I mean, all of this is because I'm thinking of ctb as the "comfortable state in which I wouldn't have to worry about anything or do anything anymore"
I personally think that we are what we are mainly due to our biology and, specifically, our neurotype
Might be true in some certain occasions; like getting a stomachache and suddenly you're in a really bad mood. But certain chemical reactions within the body wouldn't necessarily give you what you think.

Like, our SI makes it really hard to really go through ctb when u have the method. Which means body's chemical reactions or whatever that's called don't want you to ctb.

So thoughts or needs are a very distinctive "thing" from our biology. Though as I said, it can affect it
This isn't me implying that your childhood wasn't normal, but I'd like to add the very real phenomena of people tending to believe their fucked up childhoods actually were normal to the discussion. I know a lot of people - including myself - with traumatizing childhoods who had absolutely no idea about it. Partly this is because our childhoods tends to act like blueprints for the rest of the world; young children have no prior experiences of normal and tends to assume that what's happening in their lives is how the rest of the world works. Partly because a lot of themes in traumatizing childhoods are very covert and hard to spot even if it's playing out before our eyes; parentification, scapegoating, emotional incest, gaslighting, secondary traumatization etc. are all things that are actually quite hard to notice, even for adults. Partly because society (I do blame the DSM) has had a long standing narrative of the things that are considered to be "allowed" to traumatize you (physical violence, sexual violence, war, natural disasters etc.) and it's only very recently that there has been a discussion of the whole spectrum of potentially traumatizing events.

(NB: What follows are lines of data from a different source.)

/*
 *  Copyright 2025-2026 Colliery Software
 *
 *  Licensed under the Apache License, Version 2.0 (the "License");
 *  you may not use this file except in compliance with the License.
 *  You may obtain a copy of the License at
 *
 *      http://www.apache.org/licenses/LICENSE-2.0
 *
 *  Unless required by applicable law or agreed to in writing, software
 *  distributed under the License is distributed on an "AS IS" BASIS,
 *  WITHOUT WARRANTIES OR CONDITIONS OF ANY KIND, either express or implied.
 *  See the License for the specific language governing permissions and
 *  limitations under the License.
 */

//! Backing store for query status, task states, and task records.
//!
//! The [`QueryCache`] trait is the persistence seam: [`LocalQueryCache`]
//! keeps everything in process maps, while a distributed deployment binds the
//! same trait to a shared data grid. Records are stored whole and replaced
//! whole; the coordinator layers locking and notifications on top.

use async_trait::async_trait;
use parking_lot::RwLock;
use std::collections::HashMap;
use uuid::Uuid;

use crate::error::StorageError;
use crate::models::{QueryStatus, QueryTask, TaskKey, TaskStates};

/// CRUD over the three persisted record families.
#[async_trait]
pub trait QueryCache: Send + Sync {
    async fn update_query_status(&self, status: QueryStatus) -> Result<(), StorageError>;

    async fn get_query_status(&self, query_id: Uuid) -> Result<Option<QueryStatus>, StorageError>;

    async fn get_query_statuses(&self) -> Result<Vec<QueryStatus>, StorageError>;

    async fn delete_query_status(&self, query_id: Uuid) -> Result<(), StorageError>;

    async fn update_task_states(&self, states: TaskStates) -> Result<(), StorageError>;

    async fn get_task_states(&self, query_id: Uuid) -> Result<Option<TaskStates>, StorageError>;

    async fn delete_task_states(&self, query_id: Uuid) -> Result<(), StorageError>;

    async fn put_task(&self, task: QueryTask) -> Result<(), StorageError>;

    async fn get_task(&self, task_key: &TaskKey) -> Result<Option<QueryTask>, StorageError>;

    /// All outstanding task records of one query.
    async fn get_tasks(&self, query_id: Uuid) -> Result<Vec<QueryTask>, StorageError>;

    async fn delete_task(&self, task_key: &TaskKey) -> Result<(), StorageError>;

    /// Wipes every record. Admin and test use only.
    async fn clear(&self) -> Result<(), StorageError>;
}

/// In-process cache implementation.
#[derive(Default)]
pub struct LocalQueryCache {
    statuses: RwLock<HashMap<Uuid, QueryStatus>>,
    task_states: RwLock<HashMap<Uuid, TaskStates>>,
    tasks: RwLock<HashMap<Uuid, QueryTask>>,
}

impl LocalQueryCache {
    pub fn new() -> Self {
        Self::default()
    }
}

#[async_trait]
impl QueryCache for LocalQueryCache {
    async fn update_query_status(&self, status: QueryStatus) -> Result<(), StorageError> {
        self.statuses.write().insert(status.query_id(), status);
        Ok(())
    }

    async fn get_query_status(&self, query_id: Uuid) -> Result<Option<QueryStatus>, StorageError> {
        Ok(self.statuses.read().get(&query_id).cloned())
    }

    async fn get_query_statuses(&self) -> Result<Vec<QueryStatus>, StorageError> {
        Ok(self.statuses.read().values().cloned().collect())
    }

    async fn delete_query_status(&self, query_id: Uuid) -> Result<(), StorageError> {
        self.statuses.write().remove(&query_id);
        Ok(())
    }

    async fn update_task_states(&self, states: TaskStates) -> Result<(), StorageError> {
        self.task_states
            .write()
            .insert(states.query_key.query_id, states);
        Ok(())
    }

    async fn get_task_states(&self, query_id: Uuid) -> Result<Option<TaskStates>, StorageError> {
        Ok(self.task_states.read().get(&query_id).cloned())
    }

    async fn delete_task_states(&self, query_id: Uuid) -> Result<(), StorageError> {
        self.task_states.write().remove(&query_id);
        Ok(())
    }

    async fn put_task(&self, task: QueryTask) -> Result<(), StorageError> {
        self.tasks.write().insert(task.task_key.task_id, task);
        Ok(())
    }

    async fn get_task(&self, task_key: &TaskKey) -> Result<Option<QueryTask>, StorageError> {
        Ok(self.tasks.read().get(&task_key.task_id).cloned())
    }

    async fn get_tasks(&self, query_id: Uuid) -> Result<Vec<QueryTask>, StorageError> {
        Ok(self
            .tasks
            .read()
            .values()
            .filter(|t| t.task_key.query_id() == query_id)
            .cloned()
            .collect())
    }

    async fn delete_task(&self, task_key: &TaskKey) -> Result<(), StorageError> {
        self.tasks.write().remove(&task_key.task_id);
        Ok(())
    }

    async fn clear(&self) -> Result<(), StorageError> {
        self.statuses.write().clear();
        self.task_states.write().clear();
        self.tasks.write().clear();
        Ok(())
    }
}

As for me personally, I was 23 or 24 when I first begun to realize that my childhood wasn't normal. I had a therapist at the time whom I told about some of the physical violence I had to endure from my stepfather and she - much to my surprise - got angry. When I asked why she said that was because it's not okay to hit children. I was surprised and defended him, said that that situation was different because I had deserved it. She looked me dead in the eye and said "No child, whatever they have done, deserve to be hit." After that it took me several years to even fully comprehend that I had been a child at all, because I've always felt like an adult. It took me even longer to comprehend the covert abuse, the attachment disruption and the emotional neglect and just how ingrained that is in me.
Now, what you said would have an entire different effect on me, to be honest.
I've always felt that I've become 'me' by 15. Like my personality had stopped developing, and it was then that I developed suicide ideation. Taking ctb as a good peaceful farewell.

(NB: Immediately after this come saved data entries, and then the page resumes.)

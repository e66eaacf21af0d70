/*
 *  Copyright 2025-2026 Colliery Software
 *
 *  Licensed under the Apache License, Version 2.0 (the "License");
 *  you may not use this file except in compliance with the License.
 *  You may obtain a copy of the License at
 *
 *      http://www.apache.org/licenses/LICENSE-2.0
 *
 *  Unless required by applicable law or agreed to in writing, software
 *  distributed under the License is distributed on an "AS IS" BASIS,
 *  WITHOUT WARRANTIES OR CONDITIONS OF ANY KIND, either express or implied.
 *  See the License for the specific language governing permissions and
 *  limitations under the License.
 */

//! Domain model: identity keys, checkpoints, task records, and query status.
//!
//! These types are pure data. All behavior lives in the lock manager, the
//! storage coordinator, and the executor.

pub mod checkpoint;
pub mod keys;
pub mod status;
pub mod task;
pub mod task_states;

pub use checkpoint::QueryCheckpoint;
pub use keys::{QueryKey, TaskKey, TaskKeyParseError};
pub use status::{QueryDefinition, QueryFailure, QueryState, QueryStatus};
pub use task::{QueryTask, TaskAction, TaskDescription};
pub use task_states::{TaskState, TaskStates};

Well, there were events of being hit, and many events of, I'd say "drama" between my parents. I always considered it normal since I thought maybe every household has the same thing going on?

But, my parents nearly divorced several times back then, and there were a lot of... things going on back then.

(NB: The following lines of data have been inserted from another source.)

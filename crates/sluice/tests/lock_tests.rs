/*
 *  Copyright 2025-2026 Colliery Software
 *
 *  Licensed under the Apache License, Version 2.0 (the "License");
 *  you may not use this file except in compliance with the License.
 *  You may obtain a copy of the License at
 *
 *      http://www.apache.org/licenses/LICENSE-2.0
 *
 *  Unless required by applicable law or agreed to in writing, software
 *  distributed under the License is distributed on an "AS IS" BASIS,
 *  WITHOUT WARRANTIES OR CONDITIONS OF ANY KIND, either express or implied.
 *  See the License for the specific language governing permissions and
 *  limitations under the License.
 */

//! Integration tests for lock semantics through the coordinator facade.

mod common;

use common::build_stack;
use sluice::error::{LockError, StorageError};
use sluice::models::{QueryDefinition, TaskAction};
use std::time::Duration;

const WAIT: Duration = Duration::from_millis(100);

#[tokio::test]
async fn test_semaphore_bounds_claimed_tasks_per_query() {
    let stack = build_stack();
    let coordinator = &stack.coordinator;
    let first = coordinator
        .create_query("default", QueryDefinition::new("EventQuery", "A == 'a'", 10), 1)
        .await
        .unwrap();

    let checkpoint = coordinator
        .get_tasks(first.query_id())
        .await
        .unwrap()
        .remove(0)
        .checkpoint;
    let second = coordinator
        .create_task(TaskAction::Next, checkpoint)
        .await
        .unwrap();

    // With one semaphore slot, claiming the second task times out while the
    // first is held.
    coordinator.get_task(&first, WAIT).await.unwrap().unwrap();
    let err = coordinator
        .get_task(&second.task_key, WAIT)
        .await
        .unwrap_err();
    assert!(matches!(err, StorageError::Lock(LockError::Timeout(_))));

    // Releasing the first slot (checkpoint releases the lock) frees it.
    let task = coordinator
        .get_tasks(first.query_id())
        .await
        .unwrap()
        .into_iter()
        .find(|t| t.task_key == first)
        .unwrap();
    coordinator
        .checkpoint_task(&first, task.checkpoint)
        .await
        .unwrap();
    coordinator
        .get_task(&second.task_key, WAIT)
        .await
        .unwrap()
        .unwrap();
}

#[tokio::test]
async fn test_queries_are_isolated_by_semaphore() {
    let stack = build_stack();
    let coordinator = &stack.coordinator;
    let a = coordinator
        .create_query("default", QueryDefinition::new("EventQuery", "A == 'a'", 10), 1)
        .await
        .unwrap();
    let b = coordinator
        .create_query("default", QueryDefinition::new("EventQuery", "B == 'b'", 10), 1)
        .await
        .unwrap();

    // Holding query A's only slot does not block query B.
    coordinator.get_task(&a, WAIT).await.unwrap().unwrap();
    coordinator.get_task(&b, WAIT).await.unwrap().unwrap();
}

#[tokio::test]
async fn test_delete_query_force_releases_held_locks() {
    let stack = build_stack();
    let coordinator = &stack.coordinator;
    let task_key = coordinator
        .create_query("default", QueryDefinition::new("EventQuery", "A == 'a'", 10), 1)
        .await
        .unwrap();

    coordinator.get_task(&task_key, WAIT).await.unwrap().unwrap();
    coordinator.delete_query(task_key.query_id()).await.unwrap();

    assert!(!coordinator.lock_manager().is_locked(&task_key).await);
    assert!(coordinator.lock_manager().queries().await.is_empty());
}
/*
 *  Copyright 2025-2026 Colliery Software
 *
 *  Licensed under the Apache License, Version 2.0 (the "License");
 *  you may not use this file except in compliance with the License.
 *  You may obtain a copy of the License at
 *
 *      http://www.apache.org/licenses/LICENSE-2.0
 *
 *  Unless required by applicable law or agreed to in writing, software
 *  distributed under the License is distributed on an "AS IS" BASIS,
 *  WITHOUT WARRANTIES OR CONDITIONS OF ANY KIND, either express or implied.
 *  See the License for the specific language governing permissions and
 *  limitations under the License.
 */

//! Query metric reporting.
//!
//! The executor produces one metric record per create/plan action and one per
//! batch of results. Submission is best-effort: failures are logged and never
//! fatal to the task. Process-level counters additionally flow through the
//! `metrics` facade.

use async_trait::async_trait;
use serde::{Deserialize, Serialize};
use tracing::debug;
use uuid::Uuid;

use crate::logic::SourceMetrics;

/// One metric record for a query.
#[derive(Debug, Clone, PartialEq, Serialize, Deserialize)]
pub struct QueryMetricUpdate {
    pub query_id: Uuid,
    /// The execution plan, present on create/plan records.
    pub plan: Option<String>,
    /// Results published since the previous record.
    pub num_results: u64,
    pub source_metrics: Option<SourceMetrics>,
}

impl QueryMetricUpdate {
    pub fn plan_update(query_id: Uuid, plan: Option<String>) -> Self {
        Self {
            query_id,
            plan,
            num_results: 0,
            source_metrics: None,
        }
    }

    pub fn results_update(
        query_id: Uuid,
        num_results: u64,
        source_metrics: Option<SourceMetrics>,
    ) -> Self {
        Self {
            query_id,
            plan: None,
            num_results,
            source_metrics,
        }
    }
}

/// Destination for query metric records.
#[async_trait]
pub trait QueryMetricSink: Send + Sync {
    async fn submit(&self, update: QueryMetricUpdate) -> Result<(), String>;
}

/// Sink that emits records to the tracing log. The default when no external
/// metric service is wired in.
#[derive(Debug, Default)]
pub struct LoggingMetricSink;

#[async_trait]
impl QueryMetricSink for LoggingMetricSink {
    async fn submit(&self, update: QueryMetricUpdate) -> Result<(), String> {
        debug!(
            query_id = %update.query_id,
            num_results = update.num_results,
            plan = update.plan.as_deref().unwrap_or(""),
            "Query metric update"
        );
        Ok(())
    }
}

Thinking about it now, was that really what made me what I am? If so, how? Like how could any event make you want to ctb, when you're young?

For the last part, I'm very sorry for what you went through and hope that at least some part of it healed.
The first five years of your life tend to be a huge predictor of a big part of you when youre older, and how you relate to the world around you so Id say those events definitely effect you as youre older.

For me going to the psychward after psychosis and being put on meds fucked me up tho.
Sorry you had to go through that. Psych wards are never good for anyone, no matter where.

I just can't get the point of its entire existence.

And yeah, as I said earlier, what you experience when you're young may very much define you as a whole for when you grow older.